[Start of section]

//! API base URL type.

use serde::{Deserialize, Serialize};
use std::fmt;
use std::str::FromStr;
use url::Url;

use crate::error::{Error, InvalidInputError};

/// The production API root.
pub const DEFAULT_BASE_URL: &str = "https://product.faserkraft.ru/api/v1/";

/// A validated API root URL.
///
/// Must use HTTPS, or HTTP for a loopback host. The path always ends with
/// a slash so relative endpoint paths join underneath it.
///
/// # Example
///
/// ```
/// use shopfloor_core::BaseUrl;
///
/// let base = BaseUrl::new("https://product.faserkraft.ru/api/v1").unwrap();
/// assert_eq!(base.endpoint("processes/"),
///            "https://product.faserkraft.ru/api/v1/processes/");
/// ```
#[derive(Clone, Debug, PartialEq, Eq, Hash)]
pub struct BaseUrl(Url);

impl BaseUrl {
    /// Create a new base URL from a string, validating the format.
    ///
    /// # Errors
    ///
    /// Returns an error if the URL is not valid or doesn't meet requirements.
    pub fn new(s: impl AsRef<str>) -> Result<Self, Error> {
        let s = s.as_ref();
        let mut url = Url::parse(s).map_err(|e| InvalidInputError::BaseUrl {
            value: s.to_string(),
            reason: e.to_string(),
        })?;

        Self::validate(&url, s)?;

        if !url.path().ends_with('/') {
            let path = format!("{}/", url.path());
            url.set_path(&path);
        }
        url.set_query(None);
        url.set_fragment(None);

        Ok(Self(url))
    }

    /// Returns the absolute URL for an endpoint path relative to the root.
    pub fn endpoint(&self, path: &str) -> String {
        format!("{}{}", self.0.as_str(), path.trim_start_matches('/'))
    }

    /// Returns the base URL as a string.
    pub fn as_str(&self) -> &str {
        self.0.as_str()
    }

    /// Returns the host string.
    pub fn host(&self) -> Option<&str> {
        self.0.host_str()
    }

    fn validate(url: &Url, original: &str) -> Result<(), Error> {
        if url.cannot_be_a_base() {
            return Err(InvalidInputError::BaseUrl {
                value: original.to_string(),
                reason: "must be an absolute URL".to_string(),
            }
            .into());
        }

        let scheme = url.scheme();
        let is_loopback = url
            .host_str()
            .is_some_and(|h| h == "localhost" || h == "127.0.0.1" || h == "[::1]");

        if scheme != "https" && !(scheme == "http" && is_loopback) {
            return Err(InvalidInputError::BaseUrl {
                value: original.to_string(),
                reason: "must use HTTPS (HTTP allowed only for localhost)".to_string(),
            }
            .into());
        }

        if url.host_str().is_none() {
            return Err(InvalidInputError::BaseUrl {
                value: original.to_string(),
                reason: "must have a host".to_string(),
            }
            .into());
        }

        Ok(())
    }
}

impl fmt::Display for BaseUrl {
    fn fmt(&self, f: &mut fmt::Formatter<'_>) -> fmt::Result {
        write!(f, "{}", self.0)
    }
}

impl FromStr for BaseUrl {
    type Err = Error;

    fn from_str(s: &str) -> Result<Self, Self::Err> {
        Self::new(s)
    }
}

impl Serialize for BaseUrl {
    fn serialize<S>(&self, serializer: S) -> Result<S::Ok, S::Error>
    where
        S: serde::Serializer,
    {
        serializer.serialize_str(self.0.as_str())
    }
}

impl<'de> Deserialize<'de> for BaseUrl {
    fn deserialize<D>(deserializer: D) -> Result<Self, D::Error>
    where
        D: serde::Deserializer<'de>,
    {
        let s = String::deserialize(deserializer)?;
        BaseUrl::new(&s).map_err(serde::de::Error::custom)
    }
}

impl AsRef<str> for BaseUrl {
    fn as_ref(&self) -> &str {
        self.0.as_str()
    }
}
//! The registered user of this device.

use serde::{Deserialize, Serialize};

use crate::credentials::Credentials;

/// Role of the registered user.
#[derive(Debug, Clone, Copy, PartialEq, Eq, Hash, Default, Serialize, Deserialize)]
#[serde(rename_all = "lowercase")]
pub enum UserRole {
    Admin,
    Master,
    #[default]
    #[serde(other)]
    Worker,
}

impl UserRole {
    /// Parse a wire value; unknown roles are treated as workers.
    pub fn from_value(value: &str) -> Self {
        match value {
            "admin" => UserRole::Admin,
            "master" => UserRole::Master,
            _ => UserRole::Worker,
        }
    }

    pub fn as_str(&self) -> &'static str {
        match self {
            UserRole::Admin => "admin",
            UserRole::Master => "master",
            UserRole::Worker => "worker",
        }
    }

    /// Admins and masters may edit plans and product state.
    pub fn can_manage(&self) -> bool {
        matches!(self, UserRole::Admin | UserRole::Master)
    }
}

/// Last-known display data of the registered user.
#[derive(Debug, Clone, PartialEq, Eq, Serialize, Deserialize)]
pub struct Profile {
    pub display_name: String,
    pub role: UserRole,
}

/// Everything saved when a device registration completes.
#[derive(Debug, Clone, PartialEq, Eq)]
pub struct UserData {
    pub credentials: Credentials,
    pub profile: Profile,
}

#[cfg(test)]
mod tests {
    use super::*;

    #[test]
    fn unknown_role_is_worker() {
        assert_eq!(UserRole::from_value("supervisor"), UserRole::Worker);
        assert_eq!(UserRole::from_value("master"), UserRole::Master);
        let role: UserRole = serde_json::from_str("\"foreman\"").unwrap();
        assert_eq!(role, UserRole::Worker);
    }

    #[test]
    fn managers() {
        assert!(UserRole::Admin.can_manage());
        assert!(!UserRole::Worker.can_manage());
    }
}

[End of section]

◆ Work task
Reproduce each of the records word for word.

◆ Output for this task
//! API base URL type.

use serde::{Deserialize, Serialize};
use std::fmt;
use std::str::FromStr;
use url::Url;

use crate::error::{Error, InvalidInputError};

/// The production API root.
pub const DEFAULT_BASE_URL: &str = "https://product.faserkraft.ru/api/v1/";

/// A validated API root URL.
///
/// Must use HTTPS, or HTTP for a loopback host. The path always ends with
/// a slash so relative endpoint paths join underneath it.
///
/// # Example
///
/// ```
/// use shopfloor_core::BaseUrl;
///
/// let base = BaseUrl::new("https://product.faserkraft.ru/api/v1").unwrap();
/// assert_eq!(base.endpoint("processes/"),
///            "https://product.faserkraft.ru/api/v1/processes/");
/// ```
#[derive(Clone, Debug, PartialEq, Eq, Hash)]
pub struct BaseUrl(Url);

impl BaseUrl {
    /// Create a new base URL from a string, validating the format.
    ///
    /// # Errors
    ///
    /// Returns an error if the URL is not valid or doesn't meet requirements.
    pub fn new(s: impl AsRef<str>) -> Result<Self, Error> {
        let s = s.as_ref();
        let mut url = Url::parse(s).map_err(|e| InvalidInputError::BaseUrl {
            value: s.to_string(),
            reason: e.to_string(),
        })?;

        Self::validate(&url, s)?;

        if !url.path().ends_with('/') {
            let path = format!("{}/", url.path());
            url.set_path(&path);
        }
        url.set_query(None);
        url.set_fragment(None);

        Ok(Self(url))
    }

    /// Returns the absolute URL for an endpoint path relative to the root.
    pub fn endpoint(&self, path: &str) -> String {
        format!("{}{}", self.0.as_str(), path.trim_start_matches('/'))
    }

    /// Returns the base URL as a string.
    pub fn as_str(&self) -> &str {
        self.0.as_str()
    }

    /// Returns the host string.
    pub fn host(&self) -> Option<&str> {
        self.0.host_str()
    }

    fn validate(url: &Url, original: &str) -> Result<(), Error> {
        if url.cannot_be_a_base() {
            return Err(InvalidInputError::BaseUrl {
                value: original.to_string(),
                reason: "must be an absolute URL".to_string(),
            }
            .into());
        }

        let scheme = url.scheme();
        let is_loopback = url
            .host_str()
            .is_some_and(|h| h == "localhost" || h == "127.0.0.1" || h == "[::1]");

        if scheme != "https" && !(scheme == "http" && is_loopback) {
            return Err(InvalidInputError::BaseUrl {
                value: original.to_string(),
                reason: "must use HTTPS (HTTP allowed only for localhost)".to_string(),
            }
            .into());
        }

        if url.host_str().is_none() {
            return Err(InvalidInputError::BaseUrl {
                value: original.to_string(),
                reason: "must have a host".to_string(),
            }
            .into());
        }

        Ok(())
    }
}

impl fmt::Display for BaseUrl {
    fn fmt(&self, f: &mut fmt::Formatter<'_>) -> fmt::Result {
        write!(f, "{}", self.0)
    }
}

impl FromStr for BaseUrl {
    type Err = Error;

    fn from_str(s: &str) -> Result<Self, Self::Err> {
        Self::new(s)
    }
}

impl Serialize for BaseUrl {
    fn serialize<S>(&self, serializer: S) -> Result<S::Ok, S::Error>
    where
        S: serde::Serializer,
    {
        serializer.serialize_str(self.0.as_str())
    }
}

impl<'de> Deserialize<'de> for BaseUrl {
    fn deserialize<D>(deserializer: D) -> Result<Self, D::Error>
    where
        D: serde::Deserializer<'de>,
    {
        let s = String::deserialize(deserializer)?;
        BaseUrl::new(&s).map_err(serde::de::Error::custom)
    }
}

impl AsRef<str> for BaseUrl {
    fn as_ref(&self) -> &str {
        self.0.as_str()
    }
}
//! The registered user of this device.

use serde::{Deserialize, Serialize};

use crate::credentials::Credentials;

/// Role of the registered user.
#[derive(Debug, Clone, Copy, PartialEq, Eq, Hash, Default, Serialize, Deserialize)]
#[serde(rename_all = "lowercase")]
pub enum UserRole {
    Admin,
    Master,
    #[default]
    #[serde(other)]
    Worker,
}

impl UserRole {
    /// Parse a wire value; unknown roles are treated as workers.
    pub fn from_value(value: &str) -> Self {
        match value {
            "admin" => UserRole::Admin,
            "master" => UserRole::Master,
            _ => UserRole::Worker,
        }
    }

    pub fn as_str(&self) -> &'static str {
        match self {
            UserRole::Admin => "admin",
            UserRole::Master => "master",
            UserRole::Worker => "worker",
        }
    }

    /// Admins and masters may edit plans and product state.
    pub fn can_manage(&self) -> bool {
        matches!(self, UserRole::Admin | UserRole::Master)
    }
}

/// Last-known display data of the registered user.
#[derive(Debug, Clone, PartialEq, Eq, Serialize, Deserialize)]
pub struct Profile {
    pub display_name: String,
    pub role: UserRole,
}

/// Everything saved when a device registration completes.
#[derive(Debug, Clone, PartialEq, Eq)]
pub struct UserData {
    pub credentials: Credentials,
    pub profile: Profile,
}

#[cfg(test)]
mod tests {
    use super::*;

    #[test]
    fn unknown_role_is_worker() {
        assert_eq!(UserRole::from_value("supervisor"), UserRole::Worker);
        assert_eq!(UserRole::from_value("master"), UserRole::Master);
        let role: UserRole = serde_json::from_str("\"foreman\"").unwrap();
        assert_eq!(role, UserRole::Worker);
    }

    #[test]
    fn managers() {
        assert!(UserRole::Admin.can_manage());
        assert!(!UserRole::Worker.can_manage());
    }
}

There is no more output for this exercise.